As of 2023, in deep learning the Transformer model architecture has been behind many recent advances in deep learning model performance in many areas including Natural Language Processing and Computer Vision. An **Attention** mechanism is a key part of Transformer architecture. Attention was first introduced by Bhadanau, et al (2014) as a method for improving seq2seq language models.

In this article we will look at this first use of an attention mechanism as proposed by Bhadanau, et al (2014) and implement it in NumPy.

Attention allows a seq2seq decoder to use information from each encoder step instead of just the final encoder hidden state. In the attention operation, the encoder outputs are weighted based on the decoder hidden state, then combined into one context vector. This vector is then used as input to the decoder to predict the next output step.

## 2 Machine translation and the ‘Information Bottleneck’

The traditional seq2seq model was introduced by Google in 2014 and it was a revolution at the time for helping with Machine Translation from text in one language to another. Basically, it works by taking one sequence of items such as words and its output, is another sequence. The way this is done is by mapping variable length sequences to a fixed length memory, which in machine translation, encodes the overall meaning of sentences. For example, you can have a text of length that varies and you can encode it into a vector or fixed dimension like 300, for example. This feature is what’s made this model a powerhouse for machine translation. Additionally, the inputs and outputs don’t need to have matching lengths, which is a desirable feature when translating texts.

In a seq2seq model, you have an encoder and a decoder. The encoder takes word tokens as input, and it returns its final hidden states as outputs.

This hidden state is used by the decoder to generate the translated sentence in the target language.

One major limitation of the traditional seq2seq model is what’s referred to as the **information bottleneck**. Since seq2seq uses a fixed length memory for the hidden states, long sequences become problematic.

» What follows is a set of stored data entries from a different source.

impl AlarmStore {
    pub fn new() -> Self {
        Self::with_ack_mode(AckMode::default())
    }

    pub fn with_ack_mode(ack_mode: AckMode) -> Self {
        Self {
            book: RwLock::new(AlarmBook::default()),
            ops: OpTracker::new(),
            ack_mode,
            torn_down: AtomicBool::new(false),
        }
    }

    fn read(&self) -> RwLockReadGuard<'_, AlarmBook> {
        self.book.read().unwrap_or_else(PoisonError::into_inner)
    }

    fn write(&self) -> RwLockWriteGuard<'_, AlarmBook> {
        self.book.write().unwrap_or_else(PoisonError::into_inner)
    }

    pub fn ack_mode(&self) -> AckMode {
        self.ack_mode
    }

    // --- Mutations ---

    /// Replaces the whole collection and rebuilds the active subset from it.
    pub fn load(&self, alarms: Vec<Alarm>) {
        let mut book = self.write();
        book.load(alarms);
        log::debug!(
            "Alarm snapshot loaded: {} alarms, {} active.",
            book.alarms.len(),
            book.active.len()
        );
    }

    /// Applies one pushed alarm record and re-syncs the active subset. Idempotent.
    pub fn upsert(&self, alarm: Alarm) -> Upsert {
        let id = alarm.id;
        let outcome = self.write().upsert(alarm);
        log::trace!("Alarm {} {:?}.", id, outcome);
        outcome
    }

    /// Merges an active-alarms snapshot into the collection.
    pub fn merge_active(&self, alarms: Vec<Alarm>) {
        self.write().merge_active(alarms);
    }

    // --- Reads & derived views ---

    pub fn get(&self, id: EntityId) -> Option<Alarm> {
        self.read().alarms.get(id).cloned()
    }

    /// All alarms, front first.
    pub fn alarms(&self) -> Vec<Alarm> {
        self.read().alarms.to_vec()
    }

    pub fn len(&self) -> usize {
        self.read().alarms.len()
    }

    pub fn is_empty(&self) -> bool {
        self.read().alarms.is_empty()
    }

    /// The maintained active subset, newest first.
    pub fn active_alarms(&self) -> Vec<Alarm> {
        self.read().active_alarms()
    }

    pub fn by_severity(&self) -> SeverityBuckets {
        let book = self.read();
        let mut out = SeverityBuckets::default();
        for alarm in book.alarms.iter() {
            if let Some(i) = alarm.severity.bucket() {
                out.buckets[i].push(alarm.clone());
            }
        }
        out
    }

    pub fn filtered(&self, filter: &AlarmFilter) -> Vec<Alarm> {
        self.read()
            .alarms
            .iter()
            .filter(|a| filter.matches(a))
            .cloned()
            .collect()
    }

    /// Merges the provided fields into the store-level filter.
    pub fn set_filter(&self, update: AlarmFilter) {
        let mut book = self.write();
        if update.state.is_some() {
            book.filter.state = update.state;
        }
        if update.severity.is_some() {
            book.filter.severity = update.severity;
        }
    }

    pub fn clear_filter(&self) {
        self.write().filter = AlarmFilter::default();
    }

    pub fn filter(&self) -> AlarmFilter {
        self.read().filter.clone()
    }

    /// Alarms matching the store-level filter.
    pub fn filtered_alarms(&self) -> Vec<Alarm> {
        let book = self.read();
        book.alarms
            .iter()
            .filter(|a| book.filter.matches(a))
            .cloned()
            .collect()
    }

    pub fn stats(&self) -> AlarmStats {
        let book = self.read();
        let mut stats = AlarmStats {
            total: book.alarms.len(),
            ..Default::default()
        };
        for alarm in book.alarms.iter() {
            match alarm.state {
                AlarmState::Active => stats.active += 1,
                AlarmState::Acknowledged => stats.acknowledged += 1,
                _ => {}
            }
            match alarm.severity {
                Severity::Critical => stats.critical += 1,
                Severity::High => stats.high += 1,
                _ => {}
            }
        }
        stats
    }

    // --- Snapshot channel operations ---

    /// Loads the alarm list and replaces the collection. Returns the count loaded.
    pub async fn fetch_alarms<S: SnapshotChannel>(&self, source: &S, query: &AlarmQuery) -> Result<usize> {
        self.ops
            .track(AlarmOp::List, async {
                let page = source.list_alarms(query).await?;
                self.ensure_alive()?;
                let count = page.results.len();
                self.load(page.results);
                Ok(count)
            })
            .await
    }

    /// Loads the active-alarms snapshot and merges it. Returns the server's total.
    pub async fn fetch_active<S: SnapshotChannel>(&self, source: &S) -> Result<u64> {
        self.ops
            .track(AlarmOp::Active, async {
                let active = source.active_alarms().await?;
                self.ensure_alive()?;
                self.merge_active(active.items);
                Ok(active.total)
            })
            .await
    }

    /// Acknowledges an alarm remotely and mirrors the change locally.
    ///
    /// In [`AckMode::Confirmed`] nothing changes locally unless the remote call
    /// succeeds. In [`AckMode::Optimistic`] the local change is applied first
    /// and reverted on failure, unless a newer record replaced it meanwhile.
    pub async fn acknowledge<S: SnapshotChannel>(
        &self,
        source: &S,
        id: EntityId,
        actor: EntityId,
    ) -> Result<AcknowledgeReceipt> {
        self.ops
            .track(AlarmOp::Acknowledge, async {
                match self.ack_mode {
                    AckMode::Confirmed => {
                        let receipt = source.acknowledge_alarm(id, actor).await?;
                        self.ensure_alive()?;
                        let at = receipt.acknowledged_at.unwrap_or_else(Utc::now);
                        if self.write().acknowledge(id, at, actor).is_none() {
                            log::debug!("Acknowledged alarm {} is not mirrored locally.", id);
                        }
                        Ok(receipt)
                    }
                    AckMode::Optimistic => {
                        let (previous, slot, applied) = {
                            let mut book = self.write();
                            let slot = book.active.iter().position(|&a| a == id);
                            let previous = book.acknowledge(id, Utc::now(), actor);
                            let applied = book.alarms.get(id).cloned();
                            (previous, slot, applied)
                        };
                        match source.acknowledge_alarm(id, actor).await {
                            Ok(receipt) => {
                                if let Some(at) = receipt.acknowledged_at {
                                    let mut book = self.write();
                                    if let Some(alarm) = book.alarms.get_mut(id) {
                                        if Some(&*alarm) == applied.as_ref() {
                                            alarm.acknowledged_at = Some(at);
                                        }
                                    }
                                }
                                Ok(receipt)
                            }
                            Err(e) => {
                                self.rollback(id, previous, slot, applied);
                                Err(e)
                            }
                        }
                    }
                }
            })
            .await
    }

    /// Restores `previous` if the record still is the optimistic one we wrote.
    fn rollback(&self, id: EntityId, previous: Option<Alarm>, slot: Option<usize>, applied: Option<Alarm>) {
        let (Some(previous), Some(applied)) = (previous, applied) else {
            return;
        };
        let mut book = self.write();
        if book.alarms.get(id) == Some(&applied) {
            log::warn!("Acknowledge of alarm {} failed; rolling back local state.", id);
            book.restore(previous, slot);
        } else {
            log::info!("Acknowledge of alarm {} failed but the record was superseded; keeping it.", id);
        }
    }

    // --- Status ---

    pub fn status(&self, op: AlarmOp) -> OpStatus {
        self.ops.status(op)
    }

    /// True while any alarm operation is in flight.
    pub fn loading(&self) -> bool {
        self.ops.any_loading()
    }

    pub fn error(&self) -> Option<String> {
        self.ops.last_error()
    }

    pub fn clear_error(&self) {
        self.ops.clear_errors();
    }

    /// Detaches the store: results of in-flight calls are discarded from now on.
    pub fn teardown(&self) {
        self.torn_down.store(true, Ordering::SeqCst);
    }

    fn ensure_alive(&self) -> Result<()> {
        if self.torn_down.load(Ordering::SeqCst) {
            log::debug!("Alarm store torn down; discarding late result.");
            return Err(MirrorError::Closed);
        }
        Ok(())
    }

    /// Checks the active-subset invariant. Used by tests.
    #[cfg(test)]
    fn assert_consistent(&self) {
        let book = self.read();
        let mut expected: Vec<EntityId> = book
            .alarms
            .iter()
            .filter(|a| a.is_active())
            .map(|a| a.id)
            .collect();
        let mut actual = book.active.clone();
        expected.sort_unstable();
        actual.sort_unstable();
        assert_eq!(actual, expected, "active subset diverged from the collection");
    }
}
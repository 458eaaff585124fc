//! # Message Router
//!
//! Classifies inbound text frames and hands entity updates to the matching
//! store. A bad frame is logged and dropped; it never reaches a store and never
//! affects the connection.

use std::sync::Arc;

use crate::core::envelope::InboundEnvelope;
use crate::models::EntityId;
use crate::stores::{AlarmStore, TagStore};

/// What routing one frame did.
#[derive(Debug, Clone, PartialEq, Eq)]
pub enum RouteOutcome {
    /// A tag was upserted.
    Tag(EntityId),
    /// An alarm was upserted.
    Alarm(EntityId),
    /// An informational server notice was logged.
    Notice,
    /// A well-formed frame of an unknown type.
    Ignored,
    /// A frame that could not be parsed.
    Dropped,
}

/// Dispatches inbound frames to the stores.
#[derive(Debug, Clone)]
pub struct MessageRouter {
    tags: Arc<TagStore>,
    alarms: Arc<AlarmStore>,
}

impl MessageRouter {
    pub fn new(tags: Arc<TagStore>, alarms: Arc<AlarmStore>) -> Self {
        Self { tags, alarms }
    }

    /// Routes one text frame.
    pub fn route(&self, text: &str) -> RouteOutcome {
        match InboundEnvelope::parse(text) {
            Ok(InboundEnvelope::TagUpdate(tag)) => {
                let id = tag.id;
                self.tags.upsert(tag);
                RouteOutcome::Tag(id)
            }
            Ok(InboundEnvelope::AlarmUpdate(alarm)) => {
                let id = alarm.id;
                self.alarms.upsert(alarm);
                RouteOutcome::Alarm(id)
            }
            Ok(InboundEnvelope::Notice { kind, message }) => {
                log::info!("Server notice '{}': {}", kind, message.as_deref().unwrap_or("-"));
                RouteOutcome::Notice
            }
            Ok(InboundEnvelope::Unrecognized { kind }) => {
                log::debug!("Ignoring stream message of unknown type '{}'.", kind);
                RouteOutcome::Ignored
            }
            Err(e) => {
                log::warn!("Dropping inbound frame: {}", e);
                RouteOutcome::Dropped
            }
        }
    }
}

This is due to the fact that in traditional seq2seq models, only a fixed amount of information can be passed from the encoder to the decoder no matter how much information is contained in the input sequence.

The power of seq2seq, which allows for inputs and outputs to be different sizes, becomes not effective when the input sequence is long. The result is lower model performance, a sequence size increases and that’s no good. The issue with having one fixed size encoder hidden states is that it struggles to compress longer sequences and it ends up throttling itself and punishing the decoder who only wants to make a good prediction. One workaround is to use the encoder hidden states for each word instead of trying to smash it all into one big vector. But this model would have flaws with memory and contexts.

How could you build a time and memory efficient model that predicts accurately from a long sequence? This becomes possible if the model has a way to select and focus on the most important words at each time step. We can think of this as giving the model a new layer to process this information, which we call **Attention**. If we provide the information specific to each input word, you can give the model a way to focus it’s attention in the right place at each step of the decoding process.

Seq2seq models perform well for sentences with about 10-20 words, but they fall off beyond that. This is what you should expect. These are the results from the Bhadanau, et al (2014) paper comparing models with and without attention.

The models with attention perform better than the traditional Seq2Seq models across all sentence lengths.

## 3 Import Libraries & Setup

Let’s import NumPy and define a softmax function we will use later.

## 4 Calculating alignment scores

The first step is to calculate the alignment scores. This is a measure of similarity between the decoder hidden state and each encoder hidden state. From the paper Appendix Section A.1.2, this operation looks like

\[ \large e_{ij} = v_a^\top \tanh{\left(W_a s_{i-1} + U_a h_j\right)} \]

where \(W_a \in \mathbb{R}^{n\times m}\), \(U_a \in \mathbb{R}^{n \times m}\), and \(v_a \in \mathbb{R}^m\) are the weight matrices and \(n\) is the hidden state size. In practice, this is implemented as a feedforward neural network with two layers, where \(m\) is the size of the layers in the alignment network. It looks something like:

Here \(h_j\) are the encoder hidden states for each input step \(j\) and \(s_{i - 1}\) is the decoder hidden state of the previous step. The first layer corresponds to \(W_a\) and \(U_a\), while the second layer corresponds to \(v_a\).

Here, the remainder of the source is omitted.